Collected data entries
************

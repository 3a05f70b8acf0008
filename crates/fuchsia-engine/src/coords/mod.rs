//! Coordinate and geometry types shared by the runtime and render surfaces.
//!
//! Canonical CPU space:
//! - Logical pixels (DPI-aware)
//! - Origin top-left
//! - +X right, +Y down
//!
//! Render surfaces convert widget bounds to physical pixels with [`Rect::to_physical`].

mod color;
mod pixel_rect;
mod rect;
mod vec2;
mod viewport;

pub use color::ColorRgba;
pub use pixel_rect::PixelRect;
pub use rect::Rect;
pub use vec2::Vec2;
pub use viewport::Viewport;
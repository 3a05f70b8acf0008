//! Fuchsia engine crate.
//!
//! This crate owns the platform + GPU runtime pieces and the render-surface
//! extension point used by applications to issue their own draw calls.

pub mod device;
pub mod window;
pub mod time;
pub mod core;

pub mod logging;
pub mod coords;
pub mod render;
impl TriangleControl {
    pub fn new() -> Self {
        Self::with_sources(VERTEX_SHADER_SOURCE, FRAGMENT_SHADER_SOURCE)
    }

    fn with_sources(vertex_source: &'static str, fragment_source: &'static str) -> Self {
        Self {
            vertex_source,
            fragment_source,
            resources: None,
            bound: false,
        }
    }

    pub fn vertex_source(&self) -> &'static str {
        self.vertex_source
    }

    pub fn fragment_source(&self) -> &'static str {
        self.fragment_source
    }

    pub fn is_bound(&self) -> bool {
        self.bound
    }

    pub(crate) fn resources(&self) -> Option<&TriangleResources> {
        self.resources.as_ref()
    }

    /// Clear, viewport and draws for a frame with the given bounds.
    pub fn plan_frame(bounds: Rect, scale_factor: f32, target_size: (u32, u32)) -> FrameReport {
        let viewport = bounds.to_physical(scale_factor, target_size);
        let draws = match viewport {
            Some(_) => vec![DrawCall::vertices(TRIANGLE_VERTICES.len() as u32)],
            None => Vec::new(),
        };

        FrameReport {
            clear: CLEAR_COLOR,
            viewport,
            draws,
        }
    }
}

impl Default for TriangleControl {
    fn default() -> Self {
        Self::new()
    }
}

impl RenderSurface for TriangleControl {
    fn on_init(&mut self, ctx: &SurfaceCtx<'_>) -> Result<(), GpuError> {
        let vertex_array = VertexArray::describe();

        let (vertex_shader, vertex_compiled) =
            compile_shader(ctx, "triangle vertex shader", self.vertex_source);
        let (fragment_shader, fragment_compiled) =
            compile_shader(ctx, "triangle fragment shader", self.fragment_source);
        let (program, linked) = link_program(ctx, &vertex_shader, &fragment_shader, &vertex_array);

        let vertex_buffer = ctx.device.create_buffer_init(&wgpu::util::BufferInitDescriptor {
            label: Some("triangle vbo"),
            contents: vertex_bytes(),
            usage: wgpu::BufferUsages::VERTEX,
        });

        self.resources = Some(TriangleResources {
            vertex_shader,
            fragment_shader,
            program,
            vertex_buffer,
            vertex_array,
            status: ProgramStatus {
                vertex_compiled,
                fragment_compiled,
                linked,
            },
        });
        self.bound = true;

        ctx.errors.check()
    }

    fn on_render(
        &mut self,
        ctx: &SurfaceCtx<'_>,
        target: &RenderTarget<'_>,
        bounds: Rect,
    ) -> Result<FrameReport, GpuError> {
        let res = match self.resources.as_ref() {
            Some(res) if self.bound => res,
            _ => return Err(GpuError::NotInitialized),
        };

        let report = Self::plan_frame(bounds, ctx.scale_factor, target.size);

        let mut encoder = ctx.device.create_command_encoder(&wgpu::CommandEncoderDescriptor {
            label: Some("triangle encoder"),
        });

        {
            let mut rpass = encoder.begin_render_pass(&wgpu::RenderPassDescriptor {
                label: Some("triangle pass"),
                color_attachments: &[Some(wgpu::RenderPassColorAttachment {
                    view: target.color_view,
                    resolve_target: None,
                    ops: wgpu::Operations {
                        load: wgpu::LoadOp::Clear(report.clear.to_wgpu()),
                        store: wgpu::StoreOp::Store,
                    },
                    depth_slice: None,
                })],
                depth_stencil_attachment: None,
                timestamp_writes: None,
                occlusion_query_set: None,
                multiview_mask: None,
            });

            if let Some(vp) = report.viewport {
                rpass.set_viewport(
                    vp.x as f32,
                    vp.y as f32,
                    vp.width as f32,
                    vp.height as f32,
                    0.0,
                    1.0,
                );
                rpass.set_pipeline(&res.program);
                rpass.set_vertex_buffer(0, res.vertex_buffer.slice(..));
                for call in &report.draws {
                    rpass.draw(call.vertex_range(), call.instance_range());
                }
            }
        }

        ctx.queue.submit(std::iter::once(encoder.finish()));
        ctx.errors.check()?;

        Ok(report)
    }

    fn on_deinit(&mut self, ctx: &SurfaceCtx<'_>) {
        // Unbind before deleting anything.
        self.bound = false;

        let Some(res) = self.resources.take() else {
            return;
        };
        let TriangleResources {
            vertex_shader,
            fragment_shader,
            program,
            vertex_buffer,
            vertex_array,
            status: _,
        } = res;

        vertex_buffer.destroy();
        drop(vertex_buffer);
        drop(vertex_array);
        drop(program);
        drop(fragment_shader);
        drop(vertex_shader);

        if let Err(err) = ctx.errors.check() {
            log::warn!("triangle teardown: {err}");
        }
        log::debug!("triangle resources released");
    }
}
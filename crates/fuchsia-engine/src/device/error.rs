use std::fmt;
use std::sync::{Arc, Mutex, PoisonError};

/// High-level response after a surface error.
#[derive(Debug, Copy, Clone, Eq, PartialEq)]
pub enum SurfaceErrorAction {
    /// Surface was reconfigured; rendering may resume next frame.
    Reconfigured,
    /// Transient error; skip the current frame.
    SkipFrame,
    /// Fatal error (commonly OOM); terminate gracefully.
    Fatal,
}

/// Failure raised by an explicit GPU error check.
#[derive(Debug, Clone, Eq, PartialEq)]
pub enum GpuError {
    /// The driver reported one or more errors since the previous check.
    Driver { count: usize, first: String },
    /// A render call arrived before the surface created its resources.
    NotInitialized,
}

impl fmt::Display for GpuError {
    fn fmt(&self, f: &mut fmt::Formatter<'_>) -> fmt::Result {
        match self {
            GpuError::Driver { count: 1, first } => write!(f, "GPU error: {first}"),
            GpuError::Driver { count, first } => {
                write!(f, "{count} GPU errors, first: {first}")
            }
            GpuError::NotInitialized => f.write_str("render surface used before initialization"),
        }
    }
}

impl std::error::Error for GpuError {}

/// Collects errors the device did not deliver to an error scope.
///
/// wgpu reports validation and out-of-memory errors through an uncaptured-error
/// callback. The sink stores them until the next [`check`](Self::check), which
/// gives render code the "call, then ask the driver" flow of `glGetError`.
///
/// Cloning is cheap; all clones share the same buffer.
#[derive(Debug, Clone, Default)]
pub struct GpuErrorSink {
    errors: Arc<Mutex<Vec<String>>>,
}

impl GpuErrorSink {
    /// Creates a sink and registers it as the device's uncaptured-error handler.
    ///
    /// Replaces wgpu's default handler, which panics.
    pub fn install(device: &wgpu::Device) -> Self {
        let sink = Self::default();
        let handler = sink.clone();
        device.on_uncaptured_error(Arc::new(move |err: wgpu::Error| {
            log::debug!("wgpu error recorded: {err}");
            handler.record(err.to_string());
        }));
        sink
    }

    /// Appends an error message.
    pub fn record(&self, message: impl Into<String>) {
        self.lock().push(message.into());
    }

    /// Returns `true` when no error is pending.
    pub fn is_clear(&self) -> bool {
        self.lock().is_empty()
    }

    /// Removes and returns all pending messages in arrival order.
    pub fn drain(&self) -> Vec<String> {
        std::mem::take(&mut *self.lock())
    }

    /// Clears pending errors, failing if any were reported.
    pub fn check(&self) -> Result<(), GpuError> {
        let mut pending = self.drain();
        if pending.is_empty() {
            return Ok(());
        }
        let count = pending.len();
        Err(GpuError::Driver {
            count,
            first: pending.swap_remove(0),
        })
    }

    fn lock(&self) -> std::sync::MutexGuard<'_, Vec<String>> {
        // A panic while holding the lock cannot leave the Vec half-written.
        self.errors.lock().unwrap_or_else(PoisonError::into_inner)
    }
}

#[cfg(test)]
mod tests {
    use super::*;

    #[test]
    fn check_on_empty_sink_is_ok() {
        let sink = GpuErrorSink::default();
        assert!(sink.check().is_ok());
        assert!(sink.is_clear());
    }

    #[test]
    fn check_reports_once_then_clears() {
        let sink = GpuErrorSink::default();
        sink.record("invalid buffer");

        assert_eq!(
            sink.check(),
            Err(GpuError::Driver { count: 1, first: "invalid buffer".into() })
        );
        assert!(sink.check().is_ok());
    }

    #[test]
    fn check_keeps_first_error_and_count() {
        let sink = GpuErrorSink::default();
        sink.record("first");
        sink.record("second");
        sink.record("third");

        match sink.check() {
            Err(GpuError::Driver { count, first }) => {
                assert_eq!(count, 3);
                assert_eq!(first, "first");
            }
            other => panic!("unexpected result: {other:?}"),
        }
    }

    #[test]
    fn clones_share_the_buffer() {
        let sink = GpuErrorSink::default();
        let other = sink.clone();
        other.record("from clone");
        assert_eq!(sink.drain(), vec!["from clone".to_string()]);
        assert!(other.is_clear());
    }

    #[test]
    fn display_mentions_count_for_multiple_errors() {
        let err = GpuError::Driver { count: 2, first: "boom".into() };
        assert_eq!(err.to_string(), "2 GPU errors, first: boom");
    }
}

************

YOUR GOAL:
Filter the entries down to the lines holding the string "bounds". Copy each of those lines.

RESPONSE TO THIS TASK:
//! Render surfaces convert widget bounds to physical pixels with [`Rect::to_physical`].
    /// Clear, viewport and draws for a frame with the given bounds.
    pub fn plan_frame(bounds: Rect, scale_factor: f32, target_size: (u32, u32)) -> FrameReport {
        let viewport = bounds.to_physical(scale_factor, target_size);
        bounds: Rect,
        let report = Self::plan_frame(bounds, ctx.scale_factor, target.size);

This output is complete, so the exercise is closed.